What to make of the time before humans? What to make of the five previous extinctions, including the ones that had wiped out woolly mammoths and dinosaurs? What to make of dinosaurs and of the fact that we share a quarter of our DNA with trees? When did God make the stars and how and why? These were questions that I knew I would never find the answers to in Huntsville, but the truth is, they were questions that I would never find answers to anywhere, not answers that would satisfy me.

“It’s good to see you,” Katherine said. She drained the rest of her coffee, her third pour since arriving, and got up to go.

I walked her to the door, and the two of us stood in the frame.

Katherine took my hand. “You should keep writing. To God, to whomever. If it makes you feel better, you should keep doing it. There’s no reason not to.”

I nodded and said thank you. I waved at her as she got in her car and drove off.

52

Never again had come back again. After Katherine left I peeked in on my mother. No change. A few days before, I’d had a meeting with my advisor to discuss the possibility of graduating at the end of the quarter rather than waiting another year or more.

“What are your goals? What do you want?” he asked. I looked at him and thought, How much time do you have? I want money and a house with a pool and a partner who loves me and my own lab filled with only the most brilliant and strong women. I want a dog and a Nobel Prize and to find a cure to addiction and depression and everything else that ails us. I want everything and I want to want less.

“I’m not sure,” I said.

“I’ll tell you what, just finish the paper, submit it, and then reassess. There’s no hurry. If you start the postdoc now, if you start it next year, or the next, it really doesn’t make a ton of difference.”

My lab was frigid. I shivered, grabbed my coat from the back of my chair, and put it on. I rolled up my sleeves and started to clear off my workstation, something I should have done the last time I was there. The last time I was there, I had finally finished my experiment, answered the question. I had tested the results enough times to be as certain as was possible that we could get an animal, even that limping mouse, to restrain itself from seeking reward by altering its brain activity. When I observed the limping mouse for the final time, fitted as he was with the fiber-optic implant and patch cord, everything had looked the same. There was the lever, the little metal tube, the manna of Ensure. There was that mouse, that limp. I delivered the light and like that, like that, he stopped pressing the lever.

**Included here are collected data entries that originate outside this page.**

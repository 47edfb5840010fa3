//! Japanese entity disambiguation over a candidate lattice.
//!
//! Each input mention carries a set of candidate Wikipedia article names;
//! the lattice engine enumerates every consistent assignment of one article
//! per mention, scores each by summed adjacent-pair embedding similarity,
//! and returns the ranked assignments with resolved mentions.

pub mod candidates;
pub mod lattice;
mod mention;
pub mod model;

pub use lattice::{disambiguate, disambiguate_with, LinkError, LinkOptions, ScoredSequence};
pub use mention::Mention;
pub use model::EmbeddingModel;
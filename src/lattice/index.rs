use std::collections::HashMap;

use serde::{Deserialize, Serialize};

/// One candidate at one sequence position.
///
/// The same key type serves two roles: as a source key it names the left
/// end of a transition (position t), as a destination key the right end
/// (position t+1). The two roles get independent dense index spaces,
/// because a candidate at position t only ever appears as a destination of
/// step t−1 and as a source of step t.
#[derive(Debug, Clone, PartialEq, Eq, Hash, Serialize, Deserialize)]
pub struct StateKey {
    pub position: usize,
    pub label: String,
}

impl StateKey {
    pub fn new(position: usize, label: impl Into<String>) -> Self {
        Self {
            position,
            label: label.into(),
        }
    }
}

/// Append-only bijection from state keys to dense indices.
///
/// The first key gets index 0, each later key the next integer. One index
/// spans the whole sequence, not a single adjacent pair, so matrix rows
/// and columns are globally unique across the lattice.
#[derive(Debug, Default, Clone)]
pub struct StateIndex {
    forward: HashMap<StateKey, usize>,
    inverse: Vec<StateKey>,
}

impl StateIndex {
    pub fn new() -> Self {
        Self::default()
    }

    /// Dense index for `key`, assigning the next one on first sight.
    pub fn intern(&mut self, key: StateKey) -> usize {
        if let Some(&index) = self.forward.get(&key) {
            return index;
        }
        let index = self.inverse.len();
        self.forward.insert(key.clone(), index);
        self.inverse.push(key);
        index
    }

    pub fn get(&self, key: &StateKey) -> Option<usize> {
        self.forward.get(key).copied()
    }

    /// Inverse lookup: the key assigned to `index`.
    pub fn key(&self, index: usize) -> Option<&StateKey> {
        self.inverse.get(index)
    }

    pub fn len(&self) -> usize {
        self.inverse.len()
    }

    pub fn is_empty(&self) -> bool {
        self.inverse.is_empty()
    }

    /// Keys with their indices, in assignment order.
    pub fn iter(&self) -> impl Iterator<Item = (&StateKey, usize)> {
        self.inverse.iter().zip(0..)
    }
}

/// Row (source) and column (destination) index spaces of one lattice.
#[derive(Debug, Default, Clone)]
pub struct LatticeIndex {
    pub rows: StateIndex,
    pub columns: StateIndex,
}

I left my workstation, went to my office, and sat down to write my paper, thinking about all of my mice. I should have been ecstatic to be finished, to be writing, with the hope of a new publication and graduation looming before me, but instead I felt bereft.

The demands of scientific writing are different from the demands of writing in the humanities, different from writing in my journal at night. My papers were dry and direct. They captured the facts of my experiments, but said nothing of what it had felt like to hold a mouse in my hands and feel its entire body thump against my palms as it breathed, as its heart beat. I wanted to say that too. I wanted to say, here it is, the breath of life in it. I wanted to tell someone about the huge wave of relief I felt every time I watched an addicted mouse refuse the lever. That gesture, that refusal, that was the point of the work, the triumph of it, but there was no way to say any of that. Instead, I wrote out the step-by-step process, the order. The reliability, the stability of the work, the impulse to keep plugging, keep trying until I figured a way through, that was the skin of it for me, but the heart of it was that wave of relief, that limping mouse’s tiny, alive body, living still, and still.